VUSN seeks collaboration with PAHO

Featured Image

Colleen Conway-Welch, Ph.D., dean of the School of Nursing, left, Antonio Hernandez, PAHO regional adviser on Health Services Engineering, center, and Joxel Garcia, M.D., PAHO deputy director.
photo by Mary Donaldson

VUSN seeks collaboration with PAHO

The Vanderbilt University School of Nursing has started on the path to becoming a Pan American Health Organization (PAHO) Collaborating Center.

PAHO has a rich tradition of working across borders, cultures and disciplines in its quest to facilitate health care access for all. The organization's Collaborating Centers play key roles in promoting research and health-related activities throughout the Northern Hemisphere and in connection with the World Health Organization.

Only seven of the 60 PAHO Collaborating Centers in North America are housed in schools of nursing.

Led by Dean Colleen Conway-Welch, Ph.D., VUSN recently hosted a site visit from several PAHO officials as part of the Collaborating Center review process.

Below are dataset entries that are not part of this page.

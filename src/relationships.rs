//! Foreign-key style links inferred from column naming.
//!
//! A column `<name>_id` links to a table called `<name>` and to one called
//! `<name>s`. Both links are reported when both tables exist. Nothing here
//! checks row values; the result is a view over the current schema.

use serde::Serialize;

const ID_SUFFIX: &str = "_id";

#[derive(Debug, Clone, PartialEq, Eq, Serialize)]
pub struct Relationship {
    pub source_table: String,
    pub source_column: String,
    pub target_table: String,
}

/// Derives relationships from `(table, column names)` pairs.
pub fn infer_relationships<T, C, S>(tables: &[(T, C)]) -> Vec<Relationship>
where
    T: AsRef<str>,
    C: AsRef<[S]>,
    S: AsRef<str>,
{
    let names = tables.iter().map(|(name, _)| name.as_ref()).collect::<Vec<_>>();
    let mut relationships = Vec::new();
    for (source, columns) in tables {
        for column in columns.as_ref() {
            let column = column.as_ref();
            let Some(candidate) = column.strip_suffix(ID_SUFFIX) else {
                continue;
            };
            let plural = format!("{candidate}s");
            for target in &names {
                if *target == candidate || *target == plural {
                    relationships.push(Relationship {
                        source_table: source.as_ref().to_string(),
                        source_column: column.to_string(),
                        target_table: target.to_string(),
                    });
                }
            }
        }
    }
    relationships
}

#[cfg(test)]
mod tests {
    use super::*;

    fn table(name: &str, columns: &[&str]) -> (String, Vec<String>) {
        (
            name.to_string(),
            columns.iter().map(|c| c.to_string()).collect(),
        )
    }

    #[test]
    fn links_to_plural_table() {
        let tables = vec![table("users", &["id", "name"]), table("orders", &["id", "user_id"])];
        let rels = infer_relationships(&tables);
        assert_eq!(
            rels,
            vec![Relationship {
                source_table: "orders".to_string(),
                source_column: "user_id".to_string(),
                target_table: "users".to_string(),
            }]
        );
    }

    #[test]
    fn singular_and_plural_targets_both_fire() {
        let tables = vec![
            table("user", &["id"]),
            table("users", &["id"]),
            table("orders", &["user_id"]),
        ];
        let targets = infer_relationships(&tables)
            .into_iter()
            .map(|r| r.target_table)
            .collect::<Vec<_>>();
        assert_eq!(targets, vec!["user", "users"]);
    }

    #[test]
    fn unmatched_and_non_suffix_columns_are_ignored() {
        let tables = vec![
            table("orders", &["customer_id", "id", "identity", "user_idx"]),
            table("users", &["id"]),
        ];
        assert!(infer_relationships(&tables).is_empty());
    }

    #[test]
    fn self_reference_is_reported() {
        let tables = vec![table("nodes", &["id", "node_id"])];
        let rels = infer_relationships(&tables);
        assert_eq!(rels.len(), 1);
        assert_eq!(rels[0].target_table, "nodes");
    }

    #[test]
    fn bare_suffix_column_targets_s_table() {
        let tables = vec![table("s", &["_id"])];
        assert_eq!(infer_relationships(&tables).len(), 1);
    }
}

“PAHO is an incredibly powerful organization that partners with institutions and organizations to focus on the quality of health care in Central and South America. We are privileged to have their attention regarding our expertise in disaster planning, systems management, and online education and we look forward to identifying additional ways to collaborate,” said Conway-Welch.

The two-day visit included presentations on VUSN's capabilities in informatics, research, practice management, emergency management and academics as well as highlighting Vanderbilt's resources in global health.

Joxel Garcia, M.D., deputy director for PAHO and former commissioner of health for Connecticut, focused on three main issues: cost-effective health care interventions; training health care staff; and e-health issues. VUSN showcased programs such as the Vine Hill clinic's digital retinopathy screenings that encourage low-income patients to get free screenings as a way to check eye and overall vascular health.

Garcia was also interested in VUSN's successful distance learning program and the work of Peter Buerhaus, Ph.D., Valere Potter professor in Nursing and associate dean of Research, in examining the ongoing nursing shortage – a crucial issue, particularly in the Caribbean where there are many physicians, but few qualified nurses.

“This has been a very rewarding, insightful experience where we were exposed to leaders in nursing, ethics, policy and public health,” said Garcia. “It's the beginning of many possibilities of collaboration with Vanderbilt School of Nursing to the betterment of health in the Americas.”

Becoming an official PAHO Collaborating Center is a rigorous two-year process that involves additional site visits by PAHO technical staff and detailed project planning.